**WORK TO BE COMPLETED:** Of the records below, reproduce only the span that opens with the line containing "if let Ok(modified)" and closes with the last line.

[Items from a dataset]
▬▬▬▬▬▬▬▬▬▬

use std::fmt;
use std::path::{Path, PathBuf};

use clap::ValueEnum;
use serde::Deserialize;

/// Which part of the date folder a file was found in.
#[derive(Debug, Clone, PartialEq, Eq, Hash, PartialOrd, Ord)]
pub enum Branch {
    /// `<date>/Single/<set>/<file>`
    Single,
    /// `<date>/<stop>/<set>/<file>`
    Multi { stop_id: String },
}

/// How a file gets to its destination.
#[derive(Debug, Clone, Copy, Default, PartialEq, Eq, ValueEnum, Deserialize)]
#[serde(rename_all = "snake_case")]
pub enum TransferDiscipline {
    /// Copy through a temporary file, verify, sync and publish atomically
    Copy,
    /// Rename on the same device, otherwise copy and delete the source
    #[default]
    Move,
}

/// Where the renamed files end up.
#[derive(Debug, Clone, PartialEq, Eq)]
pub enum Mode {
    /// Transfer into `<out_root>/<run key>/<index>/`.
    Sorted {
        out_root: PathBuf,
        discipline: TransferDiscipline,
    },
    /// Rename inside the source directory.
    InPlace,
}

/// Quality classification taken from the A-side file names.
#[derive(Debug, Clone, Copy, PartialEq, Eq, Hash)]
pub enum QualityTag {
    /// High
    H,
    /// Middle
    M,
}

/// Index, base and extension parsed from a B-side file name.
#[derive(Debug, Clone, PartialEq, Eq)]
pub struct ParsedName {
    /// Two digit index, e.g. `"13"`.
    pub index: String,
    /// Everything before the index with trailing underscores removed.
    pub base: String,
    /// Original extension including the dot, or empty.
    pub extension: String,
}

/// One B-side file to process.
#[derive(Debug, Clone, PartialEq, Eq)]
pub struct TransferRecord {
    pub branch: Branch,
    pub set_id: String,
    pub source: PathBuf,
    /// `None` when the file name has no trailing index.
    pub parsed: Option<ParsedName>,
}

/// Cache key for one A-side set folder.
#[derive(Debug, Clone, PartialEq, Eq, Hash)]
pub struct SetKey {
    pub branch: Branch,
    pub set_id: String,
}

/// Why a record was not transferred.
#[derive(Debug, Clone, PartialEq, Eq)]
pub enum SkipReason {
    /// The B file name has no trailing two digit index.
    NoNumber,
    /// The A-side set folder does not exist.
    NoSetDir,
    /// The A-side set folder exists but has no usable files.
    EmptySet { samples: Vec<String> },
    /// The A-side set has no quality tag for this index.
    NoQualityTag,
    /// The run was cancelled before this record was reached.
    Cancelled,
}

/// What kind of transfer produced a destination file.
#[derive(Debug, Clone, Copy, PartialEq, Eq)]
pub enum TransferAction {
    Copied,
    Moved,
    RenamedInPlace,
}

/// Terminal outcome of a single record.
#[derive(Debug, Clone, PartialEq, Eq)]
pub enum Outcome {
    Transferred { destination: PathBuf, action: TransferAction },
    Skipped(SkipReason),
    Failed { destination: PathBuf, error: String },
}

impl Branch {
    #[must_use]
    pub fn stop_id(&self) -> Option<&str> {
        match self {
            Self::Single => None,
            Self::Multi { stop_id } => Some(stop_id),
        }
    }
}

impl Mode {
    /// Transfer discipline used for this mode.
    ///
    /// In-place renames stay in the source directory, so they always move.
    #[must_use]
    pub const fn discipline(&self) -> TransferDiscipline {
        match self {
            Self::Sorted { discipline, .. } => *discipline,
            Self::InPlace => TransferDiscipline::Move,
        }
    }

    /// Action recorded for a successful transfer in this mode.
    #[must_use]
    pub const fn action(&self) -> TransferAction {
        match self {
            Self::Sorted {
                discipline: TransferDiscipline::Copy,
                ..
            } => TransferAction::Copied,
            Self::Sorted {
                discipline: TransferDiscipline::Move,
                ..
            } => TransferAction::Moved,
            Self::InPlace => TransferAction::RenamedInPlace,
        }
    }
}

impl QualityTag {
    /// Map a matched quality token to a tag.
    #[must_use]
    pub fn from_token(token: &str) -> Option<Self> {
        match token.to_lowercase().as_str() {
            "high" | "h" => Some(Self::H),
            "middle" | "m" => Some(Self::M),
            _ => None,
        }
    }

    #[must_use]
    pub const fn as_str(self) -> &'static str {
        match self {
            Self::H => "H",
            Self::M => "M",
        }
    }
}

impl TransferRecord {
    #[must_use]
    pub fn set_key(&self) -> SetKey {
        SetKey {
            branch: self.branch.clone(),
            set_id: self.set_id.clone(),
        }
    }

    #[must_use]
    pub fn source(&self) -> &Path {
        &self.source
    }
}

impl SkipReason {
    /// Short reason code used in the manifest.
    #[must_use]
    pub const fn code(&self) -> &'static str {
        match self {
            Self::NoNumber => "no_number",
            Self::NoSetDir => "no_set_dir",
            Self::EmptySet { .. } => "empty_set",
            Self::NoQualityTag => "no_HM",
            Self::Cancelled => "cancelled",
        }
    }
}

impl TransferAction {
    #[must_use]
    pub const fn as_str(self) -> &'static str {
        match self {
            Self::Copied => "copied",
            Self::Moved => "moved",
            Self::RenamedInPlace => "renamed_in_place",
        }
    }
}

impl fmt::Display for QualityTag {
    fn fmt(&self, f: &mut fmt::Formatter<'_>) -> fmt::Result {
        f.write_str(self.as_str())
    }
}

impl fmt::Display for TransferDiscipline {
    fn fmt(&self, f: &mut fmt::Formatter<'_>) -> fmt::Result {
        match self {
            Self::Copy => write!(f, "copy"),
            Self::Move => write!(f, "move"),
        }
    }
}

impl fmt::Display for Mode {
    fn fmt(&self, f: &mut fmt::Formatter<'_>) -> fmt::Result {
        match self {
            Self::Sorted { out_root, discipline } => write!(f, "{discipline} to {}", out_root.display()),
            Self::InPlace => write!(f, "rename in place"),
        }
    }
}

/// Manifest reason text, e.g. `empty_set:a.jpg;b.jpg`.
impl fmt::Display for SkipReason {
    fn fmt(&self, f: &mut fmt::Formatter<'_>) -> fmt::Result {
        match self {
            Self::EmptySet { samples } if !samples.is_empty() => write!(f, "empty_set:{}", samples.join(";")),
            _ => f.write_str(self.code()),
        }
    }
}
impl TransferEngine {
    #[must_use]
    pub fn new(settings: TransferSettings) -> Self {
        Self::with_copier(settings, Box::new(FsCopier))
    }

    #[must_use]
    pub fn with_copier(settings: TransferSettings, copier: Box<dyn Copier>) -> Self {
        Self { settings, copier }
    }

    #[must_use]
    pub const fn settings(&self) -> &TransferSettings {
        &self.settings
    }

    /// Transfer `source` to `destination` with the given discipline.
    ///
    /// The destination directory must already exist.
    pub fn transfer(&self, discipline: TransferDiscipline, source: &Path, destination: &Path) -> Result<()> {
        match discipline {
            TransferDiscipline::Copy => self.copy_atomic(source, destination),
            TransferDiscipline::Move => self.move_file(source, destination),
        }
    }

    /// Copy through a temporary file and publish it with a rename.
    ///
    /// Each failed attempt removes the temporary file before the next one.
    pub fn copy_atomic(&self, source: &Path, destination: &Path) -> Result<()> {
        let temp = temp_path(destination);
        let attempts = self.settings.retry_attempts.max(1);

        let mut attempt = 1;
        loop {
            match self.copy_once(source, destination, &temp) {
                Ok(()) => return Ok(()),
                Err(error) => {
                    let _ = fs::remove_file(&temp);
                    if attempt >= attempts {
                        return Err(error.context(format!("Copy failed after {attempts} attempt(s)")));
                    }
                }
            }
            thread::sleep(self.settings.backoff(attempt));
            attempt += 1;
        }
    }

    /// Rename on the same device, otherwise copy atomically and remove the source.
    ///
    /// A busy or permission error is retried once after a short delay.
    pub fn move_file(&self, source: &Path, destination: &Path) -> Result<()> {
        match self.move_once(source, destination) {
            Err(error) if is_busy(&error) => {
                thread::sleep(self.settings.busy_retry_delay);
                self.move_once(source, destination)
                    .context("Move failed again after busy retry")
            }
            result => result,
        }
    }

    fn copy_once(&self, source: &Path, destination: &Path, temp: &Path) -> Result<()> {
        if temp.exists() {
            let _ = fs::remove_file(temp);
        }

        let source_metadata =
            fs::metadata(source).with_context(|| format!("Failed to read metadata: {}", source.display()))?;

        // Written, timestamped and synced through our own handle.
        // Permissions are copied only after it is closed, since the source may be read-only.
        let mut file = File::create(temp).with_context(|| format!("Failed to create {}", temp.display()))?;
        self.copier
            .copy(source, &mut file)
            .with_context(|| format!("Failed to copy {} to {}", source.display(), temp.display()))?;

        if self.settings.verify_size {
            let expected = source_metadata.len();
            let actual = file
                .metadata()
                .with_context(|| format!("Failed to read metadata: {}", temp.display()))?
                .len();
            if expected != actual {
                anyhow::bail!("Size mismatch: expected {expected} bytes, copied {actual} bytes");
            }
        }

        if let Ok(modified) = source_metadata.modified() {
            file.set_modified(modified)
                .with_context(|| format!("Failed to set modified time: {}", temp.display()))?;
        }
        if self.settings.fsync {
            file.sync_all()
                .with_context(|| format!("Failed to sync {}", temp.display()))?;
        }
        drop(file);

        fs::set_permissions(temp, source_metadata.permissions())
            .with_context(|| format!("Failed to set permissions: {}", temp.display()))?;

        fs::rename(temp, destination)
            .with_context(|| format!("Failed to rename {} to {}", temp.display(), destination.display()))?;

        if self.settings.fsync
            && let Some(parent) = destination.parent()
        {
            sync_dir(parent);
        }
        Ok(())
    }

    fn move_once(&self, source: &Path, destination: &Path) -> Result<()> {
        let parent = destination.parent().unwrap_or_else(|| Path::new("."));
        if same_device(source, parent) {
            match fs::rename(source, destination) {
                Ok(()) => return Ok(()),
                Err(error) if error.kind() == io::ErrorKind::CrossesDevices => {}
                Err(error) => {
                    return Err(error).with_context(|| {
                        format!("Failed to rename {} to {}", source.display(), destination.display())
                    });
                }
            }
        }

        self.copy_atomic(source, destination)?;
        fs::remove_file(source).with_context(|| format!("Failed to remove source: {}", source.display()))
    }
}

▬▬▬▬▬▬▬▬▬▬

**WRITTEN ANSWER:**
        if let Ok(modified) = source_metadata.modified() {
            file.set_modified(modified)
                .with_context(|| format!("Failed to set modified time: {}", temp.display()))?;
        }
        if self.settings.fsync {
            file.sync_all()
                .with_context(|| format!("Failed to sync {}", temp.display()))?;
        }
        drop(file);

        fs::set_permissions(temp, source_metadata.permissions())
            .with_context(|| format!("Failed to set permissions: {}", temp.display()))?;

        fs::rename(temp, destination)
            .with_context(|| format!("Failed to rename {} to {}", temp.display(), destination.display()))?;

        if self.settings.fsync
            && let Some(parent) = destination.parent()
        {
            sync_dir(parent);
        }
        Ok(())
    }

    fn move_once(&self, source: &Path, destination: &Path) -> Result<()> {
        let parent = destination.parent().unwrap_or_else(|| Path::new("."));
        if same_device(source, parent) {
            match fs::rename(source, destination) {
                Ok(()) => return Ok(()),
                Err(error) if error.kind() == io::ErrorKind::CrossesDevices => {}
                Err(error) => {
                    return Err(error).with_context(|| {
                        format!("Failed to rename {} to {}", source.display(), destination.display())
                    });
                }
            }
        }

        self.copy_atomic(source, destination)?;
        fs::remove_file(source).with_context(|| format!("Failed to remove source: {}", source.display()))
    }
}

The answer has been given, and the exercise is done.